Dari Fransiskus ke Fransiskus, Diteruskan Leo XIV: Kidung yang Tak Pernah Berhenti
Delapan ratus tahun lalu, di sebuah biara sunyi di Assisi, seorang lelaki buta menjelang akhir hidupnya akibat penyakit trakoma dan sakit parah menyusun kidung yang tak biasa: KIDUNG MATAHARI. Ia tak meminta kekuasaan, tak mengutuk musuh, apalagi memohon harta. Ia justru menyapa matahari sebagai saudara, bulan sebagai saudari, angin, air, api, bahkan kematian, semuanya ia panggil keluarga. Kidung Matahari bukan sekadar puisi. Ini adalah nyanyian persaudaraan kosmik, sebuah visi radikal yang mengatakan: alam bukan milik kita untuk dikuasai, melainkan anugerah untuk dirangkul.
Delapan abad berlalu. Bumi kita (Rumah Kita Bersama) kini terluka. Hutan dibabat, laut dipenuhi plastik, udara beracun, dan jutaan orang kehilangan tanah karena banjir, kekeringan, atau perang. Di tengah krisis ini, kidung itu kembali bergema. Bukan dari biara, tapi dari Vatikan.
Pada 2015, seorang Paus dari ujung selatan dunia mengambil nama Fransiskus, sebuah penghormatan langsung kepada sang santo dari Assisi. Ia menulis Laudato Si', ensiklik yang membuka mata dunia: krisis iklim bukan hanya soal lingkungan, tapi soal keadilan, solidaritas, dan dosa terhadap sesama dan ciptaan. Ia menyerukan "pertobatan ekologis", bukan hanya perubahan kebijakan, tapi perubahan hati. (sumber: humasindonesia)
Kini, di tahun 2025, saat kita merayakan 800 tahun Kidung Matahari dan 10 tahun Laudato Si', tongkat estafet itu diserahkan kepada pemimpin baru Gereja Katolik: Paus Leo XIV.
Terpilih dalam konklaf pada awal Mei 2025, Kardinal Robert Francis Prevost, O.S.A. (putra Chicago yang lama menjadi misionaris di Peru) muncul di balkon Basilika Santo Petrus pada 8 Mei 2025 sebagai Paus pertama dari Amerika Serikat. Pemilihan nama Leo bagi saya pribadi mengingatkan bahwa Gereja harus selalu berpihak pada yang terpinggirkan, menjaga perdamaian, dan memperjuangkan keadilan, seperti Leo Agung yang membujuk Attila, dan Leo XIII yang membela hak pekerja di tengah Revolusi Industri.

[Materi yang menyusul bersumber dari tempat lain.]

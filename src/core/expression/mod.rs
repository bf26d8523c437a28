//! Safe arithmetic expressions
//!
//! An expression is rewritten (`^` → `**`, typographic operators → ASCII),
//! tokenized, parsed into a closed AST and evaluated against a row's
//! [`SymbolTable`]. There is no path from an expression to anything but
//! arithmetic over the table's bindings and the fixed function set.

pub mod evaluator;
pub mod functions;
pub mod parser;
pub mod symbols;
pub mod tokenizer;

use tracing::warn;

pub use evaluator::EvalError;
pub use parser::Expr;
pub use symbols::SymbolTable;

/// Textual replacements applied before tokenizing
const REWRITES: [(&str, &str); 11] = [
    ("^", "**"),
    ("√ó", "*"),
    ("√∑", "/"),
    ("×", "*"),
    ("·", "*"),
    ("⋅", "*"),
    ("∗", "*"),
    ("÷", "/"),
    ("∕", "/"),
    ("−", "-"),
    ("–", "-"),
];

/// Normalize operator spelling: `^` to `**` and non-ASCII multiplication,
/// division and minus glyphs to their ASCII operators
pub fn rewrite_operators(expression: &str) -> String {
    let mut out = expression.trim().to_string();
    for (from, to) in REWRITES {
        if out.contains(from) {
            out = out.replace(from, to);
        }
    }
    out
}

/// Successful evaluation of one expression
#[derive(Debug, Clone, PartialEq)]
pub struct Evaluation {
    pub value: f64,
    /// Variables that were absent from the symbol table and read as 0
    pub missing: Vec<String>,
}

#[derive(Debug, Clone, PartialEq)]
enum Compiled {
    Empty,
    Ready(Expr),
    Invalid(EvalError),
}

/// An expression parsed once and evaluated many times
#[derive(Debug, Clone, PartialEq)]
pub struct CompiledExpression {
    source: String,
    compiled: Compiled,
}

impl CompiledExpression {
    /// Compile an expression. Syntax errors are kept and reported on every
    /// evaluation rather than failing here.
    pub fn compile(source: &str) -> Self {
        let trimmed = source.trim();
        let compiled = if trimmed.is_empty() {
            Compiled::Empty
        } else {
            let rewritten = rewrite_operators(trimmed);
            match tokenizer::tokenize(&rewritten)
                .map_err(EvalError::from)
                .and_then(|tokens| parser::parse(tokens).map_err(EvalError::from))
            {
                Ok(expr) => Compiled::Ready(expr),
                Err(e) => Compiled::Invalid(e),
            }
        };

        Self {
            source: trimmed.to_string(),
            compiled,
        }
    }

    pub fn source(&self) -> &str {
        &self.source
    }

    pub fn is_empty(&self) -> bool {
        matches!(self.compiled, Compiled::Empty)
    }

    /// The compile error, if the expression is not valid
    pub fn error(&self) -> Option<&EvalError> {
        match &self.compiled {
            Compiled::Invalid(e) => Some(e),
            _ => None,
        }
    }

    pub fn ast(&self) -> Option<&Expr> {
        match &self.compiled {
            Compiled::Ready(expr) => Some(expr),
            _ => None,
        }
    }

    /// Variables referenced by the expression (empty when invalid)
    pub fn variables(&self) -> Vec<String> {
        self.ast().map(Expr::variables).unwrap_or_default()
    }

    /// Evaluate against a symbol table.
    ///
    /// `Ok(None)` for an empty expression; `Err` for syntax errors, invalid
    /// operations and non-finite results.
    pub fn evaluate(&self, symbols: &SymbolTable) -> Result<Option<Evaluation>, EvalError> {
        let expr = match &self.compiled {
            Compiled::Empty => return Ok(None),
            Compiled::Invalid(e) => return Err(e.clone()),
            Compiled::Ready(expr) => expr,
        };

        let mut missing = Vec::new();
        let value = evaluator::evaluate(expr, symbols, &mut missing)?;

        for name in &missing {
            warn!(
                variable = %name,
                expression = %self.source,
                "Variable not found in context, using 0"
            );
        }

        if !value.is_finite() {
            return Err(EvalError::new(format!("Result is not a finite number ({})", value)));
        }

        Ok(Some(Evaluation { value, missing }))
    }
}

#[cfg(test)]
mod tests {
    use super::*;

    fn evaluate_expression(
        source: &str,
        symbols: &SymbolTable,
    ) -> Result<Option<Evaluation>, EvalError> {
        CompiledExpression::compile(source).evaluate(symbols)
    }

    fn value_of(source: &str, symbols: &SymbolTable) -> f64 {
        evaluate_expression(source, symbols)
            .unwrap()
            .expect("expression should produce a value")
            .value
    }

    #[test]
    fn test_rewrite_operators() {
        assert_eq!(rewrite_operators("a ^ 2"), "a ** 2");
        assert_eq!(rewrite_operators("a × b ÷ c"), "a * b / c");
        assert_eq!(rewrite_operators("a √ó b √∑ c"), "a * b / c");
        assert_eq!(rewrite_operators(" a − b "), "a - b");
    }

    #[test]
    fn test_empty_expression_is_no_value() {
        let symbols = SymbolTable::new();
        assert_eq!(evaluate_expression("", &symbols).unwrap(), None);
        assert_eq!(evaluate_expression("   ", &symbols).unwrap(), None);
        assert!(CompiledExpression::compile(" ").is_empty());
    }

    #[test]
    fn test_constant_expression_ignores_row() {
        let mut symbols = SymbolTable::new();
        symbols.bind("premium", 999.0);
        assert_eq!(value_of("2 + 2", &symbols), 4.0);
        assert_eq!(value_of("2 + 2", &SymbolTable::new()), 4.0);
    }

    #[test]
    fn test_caret_is_power() {
        let mut symbols = SymbolTable::new();
        symbols.bind("rate", 0.1);
        let v = value_of("(1 + rate) ^ 2", &symbols);
        assert!((v - 1.21).abs() < 1e-12);
    }

    #[test]
    fn test_glyph_multiplication() {
        let mut symbols = SymbolTable::new();
        symbols.bind("base_rate", 2.0);
        symbols.bind("coverage_amount", 50.0);
        assert_eq!(value_of("base_rate × coverage_amount", &symbols), 100.0);
    }

    #[test]
    fn test_missing_variable_reported() {
        let mut symbols = SymbolTable::new();
        symbols.bind("premium", 100.0);
        let evaluation = evaluate_expression("premium + missing_var", &symbols)
            .unwrap()
            .unwrap();
        assert_eq!(evaluation.value, 100.0);
        assert_eq!(evaluation.missing, vec!["missing_var".to_string()]);
    }

    #[test]
    fn test_identifiers_are_case_insensitive() {
        let mut symbols = SymbolTable::new();
        symbols.bind("PREMIUM", 50.0);
        assert_eq!(value_of("Premium * 2", &symbols), 100.0);
    }

    #[test]
    fn test_syntax_error_is_kept_until_evaluation() {
        let compiled = CompiledExpression::compile("premium * (1 +");
        assert!(compiled.error().is_some());
        assert!(compiled.evaluate(&SymbolTable::new()).is_err());
    }

    #[test]
    fn test_code_is_not_evaluated() {
        let symbols = SymbolTable::new();
        assert!(evaluate_expression("__import__('os').system('ls')", &symbols).is_err());
        assert!(evaluate_expression("premium; 1", &symbols).is_err());
        assert!(evaluate_expression("lambda: 1", &symbols).is_err());
    }

    #[test]
    fn test_non_finite_result_is_failure() {
        let symbols = SymbolTable::new();
        assert!(evaluate_expression("exp(800) * exp(800)", &symbols).is_err());
        assert!(evaluate_expression("(-8) ** 0.5", &symbols).is_err());
    }

    #[test]
    fn test_variables_listed() {
        let compiled = CompiledExpression::compile("Premium * Term + bonus");
        assert_eq!(compiled.variables(), vec!["premium", "term", "bonus"]);
    }

    #[test]
    fn test_deeply_nested_formula_is_a_formula_error() {
        let source = format!("{}premium{}", "(".repeat(5_000), ")".repeat(5_000));
        let compiled = CompiledExpression::compile(&source);
        assert!(compiled.error().is_some());
        assert!(compiled.evaluate(&SymbolTable::new()).is_err());
    }
}
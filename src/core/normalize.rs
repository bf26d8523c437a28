//! Column and variable name normalization
//!
//! Every comparison between a formula's variable names and a table's column
//! headers goes through [`normalize_name`]. Two raw strings with the same
//! normalized key are the same variable everywhere.

/// Fold a raw header or variable reference into its canonical key.
///
/// Trims, lower-cases, turns spaces into underscores, spells `%` as
/// `percent` and drops `*`.
pub fn normalize_name(raw: &str) -> String {
    raw.trim()
        .to_lowercase()
        .replace(' ', "_")
        .replace('%', "percent")
        .replace('*', "")
}

/// Compare two raw names by their canonical keys
pub fn same_name(a: &str, b: &str) -> bool {
    normalize_name(a) == normalize_name(b)
}

#[cfg(test)]
mod tests {
    use super::*;

    #[test]
    fn test_normalize_basic() {
        assert_eq!(normalize_name("Total Premium"), "total_premium");
        assert_eq!(normalize_name("  COVER_CODE "), "cover_code");
        assert_eq!(normalize_name("Loading %"), "loading_percent");
        assert_eq!(normalize_name("premium*"), "premium");
    }

    #[test]
    fn test_normalize_is_idempotent() {
        let samples = [
            "Total Premium",
            " Sum Assured % ",
            "a*b*c",
            "ENTRY_AGE",
            "",
            "   ",
            "Rate %%",
            "\tTab Start",
            "ÜBER Prämie",
        ];
        for raw in samples {
            let once = normalize_name(raw);
            assert_eq!(normalize_name(&once), once, "not idempotent for {raw:?}");
        }
    }

    #[test]
    fn test_same_name_folds_case_and_spaces() {
        assert!(same_name("Total Premium", "total_premium"));
        assert!(same_name("SURRENDER VALUE", "surrender_value"));
        assert!(!same_name("premium", "premiums"));
    }

    #[test]
    fn test_normalize_empty() {
        assert_eq!(normalize_name(""), "");
        assert_eq!(normalize_name("   "), "");
    }
}
//! CLI command handlers

pub mod commands;

pub use commands::{eval, extract, formulas, process, variables, SuggestMode};
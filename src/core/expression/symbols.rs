//! Row symbol table
//!
//! The only bindings an expression can see: the row's columns coerced to
//! numbers, the constants `pi` and `e`, and results computed earlier in the
//! same row. Functions live in a closed table and are never bound here.

use std::collections::HashMap;

use crate::core::normalize::normalize_name;
use crate::types::Cell;

/// Constants always present in a symbol table
pub const CONSTANTS: [(&str, f64); 2] = [("pi", std::f64::consts::PI), ("e", std::f64::consts::E)];

/// Name → value bindings for one row's evaluation pass
#[derive(Debug, Clone, PartialEq)]
pub struct SymbolTable {
    values: HashMap<String, f64>,
}

impl Default for SymbolTable {
    fn default() -> Self {
        Self::new()
    }
}

impl SymbolTable {
    /// A table holding only the constants
    pub fn new() -> Self {
        let mut table = Self {
            values: HashMap::new(),
        };
        table.bind_constants();
        table
    }

    /// Build the context for one row. Constants are bound after the columns
    /// and shadow a column with the same normalized name.
    pub fn from_row(headers: &[String], cells: &[Cell]) -> Self {
        let mut values = HashMap::with_capacity(headers.len() + CONSTANTS.len());
        for (header, cell) in headers.iter().zip(cells) {
            values.insert(normalize_name(header), cell.to_f64());
        }
        let mut table = Self { values };
        table.bind_constants();
        table
    }

    fn bind_constants(&mut self) {
        for (name, value) in CONSTANTS {
            self.values.insert(name.to_string(), value);
        }
    }

    /// Bind (or rebind) a value under the normalized form of `name`
    pub fn bind(&mut self, name: &str, value: f64) {
        self.values.insert(normalize_name(name), value);
    }

    pub fn get(&self, name: &str) -> Option<f64> {
        self.values.get(name).copied()
    }

    pub fn len(&self) -> usize {
        self.values.len()
    }

    pub fn is_empty(&self) -> bool {
        self.values.is_empty()
    }
}
use serde::{Deserialize, Serialize};

use crate::core::normalize::same_name;

//==============================================================================
// Cells
//==============================================================================

/// A single table cell as read from CSV or a spreadsheet
#[derive(Debug, Clone, PartialEq, Serialize, Deserialize, Default)]
#[serde(untagged)]
pub enum Cell {
    #[default]
    Empty,
    Number(f64),
    Bool(bool),
    Text(String),
}

impl Cell {
    /// Detect the type of a raw text field (CSV input)
    pub fn detect(field: &str) -> Self {
        let trimmed = field.trim();

        if trimmed.is_empty() {
            return Cell::Empty;
        }

        match trimmed.to_lowercase().as_str() {
            "true" => return Cell::Bool(true),
            "false" => return Cell::Bool(false),
            _ => {}
        }

        match trimmed.parse::<f64>() {
            Ok(n) if n.is_finite() => Cell::Number(n),
            _ => Cell::Text(field.to_string()),
        }
    }

    /// Coerce to a number for a row's symbol table.
    ///
    /// Blank, null and non-numeric cells become 0.0.
    pub fn to_f64(&self) -> f64 {
        match self {
            Cell::Empty => 0.0,
            Cell::Number(n) if n.is_finite() => *n,
            Cell::Number(_) => 0.0,
            Cell::Bool(b) => {
                if *b {
                    1.0
                } else {
                    0.0
                }
            }
            Cell::Text(s) => match s.trim().parse::<f64>() {
                Ok(n) if n.is_finite() => n,
                _ => 0.0,
            },
        }
    }

    /// A missing cell may be filled by a formula: empty, blank text or zero
    pub fn is_missing(&self) -> bool {
        match self {
            Cell::Empty => true,
            Cell::Text(s) => s.trim().is_empty(),
            Cell::Number(n) => *n == 0.0 || n.is_nan(),
            Cell::Bool(_) => false,
        }
    }

    /// Render for text output (CSV, terminal)
    pub fn as_text(&self) -> String {
        match self {
            Cell::Empty => String::new(),
            Cell::Number(n) => {
                if n.fract() == 0.0 && n.abs() < 1e15 {
                    format!("{}", *n as i64)
                } else {
                    format!("{}", n)
                }
            }
            Cell::Bool(b) => if *b { "TRUE" } else { "FALSE" }.to_string(),
            Cell::Text(s) => s.clone(),
        }
    }
}

//==============================================================================
// Tables
//==============================================================================

/// A rectangular policy table: one header row plus data rows.
///
/// Rows are always padded to the header width.
#[derive(Debug, Clone, PartialEq, Default)]
pub struct DataTable {
    pub headers: Vec<String>,
    pub rows: Vec<Vec<Cell>>,
}

impl DataTable {
    pub fn new(headers: Vec<String>) -> Self {
        Self {
            headers,
            rows: Vec::new(),
        }
    }

    pub fn push_row(&mut self, mut row: Vec<Cell>) {
        row.resize(self.headers.len(), Cell::Empty);
        self.rows.push(row);
    }

    pub fn row_count(&self) -> usize {
        self.rows.len()
    }

    pub fn column_count(&self) -> usize {
        self.headers.len()
    }

    /// Index of the column whose header normalizes to the same key as `name`
    pub fn find_column(&self, name: &str) -> Option<usize> {
        self.headers.iter().position(|h| same_name(h, name))
    }

    /// Append a column, filling existing rows with empty cells
    pub fn add_column(&mut self, name: impl Into<String>) -> usize {
        self.headers.push(name.into());
        for row in &mut self.rows {
            row.push(Cell::Empty);
        }
        self.headers.len() - 1
    }

    pub fn cell(&self, row: usize, col: usize) -> Option<&Cell> {
        self.rows.get(row).and_then(|r| r.get(col))
    }

    pub fn set_cell(&mut self, row: usize, col: usize, value: Cell) {
        if let Some(cell) = self.rows.get_mut(row).and_then(|r| r.get_mut(col)) {
            *cell = value;
        }
    }

    /// Values of the named column (matched by normalized name)
    pub fn column_values(&self, name: &str) -> Option<Vec<&Cell>> {
        let col = self.find_column(name)?;
        Some(self.rows.iter().map(|r| &r[col]).collect())
    }
}
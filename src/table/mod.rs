//! Policy table I/O
//!
//! - `importer`: CSV → DataTable, XLSX/XLS/ODS → DataTable (first sheet)
//! - `exporter`: DataTable → XLSX or CSV artifact

pub mod exporter;
pub mod importer;

pub use exporter::{artifact_path, resolve_artifact, TableExporter};
pub use importer::TableImporter;

use std::path::Path;

use crate::error::{CalcError, CalcResult};

/// Input table formats
#[derive(Debug, Clone, Copy, PartialEq, Eq)]
pub enum TableFormat {
    Csv,
    /// Anything calamine opens: xlsx, xlsm, xls, ods
    Workbook,
}

impl TableFormat {
    /// Detect the format from a file extension
    pub fn from_path(path: &Path) -> CalcResult<Self> {
        let ext = path
            .extension()
            .and_then(|e| e.to_str())
            .map(|e| e.to_lowercase())
            .unwrap_or_default();

        match ext.as_str() {
            "csv" => Ok(TableFormat::Csv),
            "xlsx" | "xlsm" | "xls" | "ods" => Ok(TableFormat::Workbook),
            "" => Err(CalcError::UnsupportedFile(format!(
                "{} has no extension (expected csv, xlsx, xls or ods)",
                path.display()
            ))),
            other => Err(CalcError::UnsupportedFile(format!(
                "'.{}' (expected csv, xlsx, xls or ods)",
                other
            ))),
        }
    }
}

#[cfg(test)]
mod tests {
    use super::*;

    #[test]
    fn test_format_detection() {
        assert_eq!(TableFormat::from_path(Path::new("a.CSV")).unwrap(), TableFormat::Csv);
        assert_eq!(
            TableFormat::from_path(Path::new("dir/a.xlsx")).unwrap(),
            TableFormat::Workbook
        );
        assert_eq!(TableFormat::from_path(Path::new("a.ods")).unwrap(), TableFormat::Workbook);

        let err = TableFormat::from_path(Path::new("a.pdf")).unwrap_err();
        assert!(matches!(err, CalcError::UnsupportedFile(_)));
        assert!(TableFormat::from_path(Path::new("noext")).is_err());
    }
}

Sejak hari itu, Paus Leo XIV tak hanya melanjutkan warisan dua Fransiskus (santo dari Assisi dan Paus dari Buenos Aires) tapi menghidupkannya dalam konteks zaman kita. Ia membawa semangat Augustinian: bahwa kasih sejati harus nyata dalam keadilan, dan keadilan sejati lahir dari kasih yang mendalam.
Ketika Hari Doa Sedunia untuk Perawatan Ciptaan tiba pada 1 September 2025, Paus Leo XIV mengingatkan umat:
"Dalam semangat Kidung Matahari yang berusia delapan abad, kita dipanggil bukan hanya untuk merenung, tetapi untuk bertindak. Alam semesta memantulkan wajah Yesus Kristus. Merusak ciptaan adalah luka bagi Sang Pencipta."
Ia pun memperkenalkan Misa Khusus untuk Perawatan Ciptaan, langkah bersejarah yang memungkinkan umat Katolik merayakan kepedulian terhadap bumi dalam Ekaristi, bukan hanya doa ekumenis. Tema yang dipilihnya, "Benih-benih Perdamaian dan Pengharapan", adalah penghormatan langsung kepada Paus Fransiskus, sekaligus seruan untuk tidak menyerah pada keputusasaan.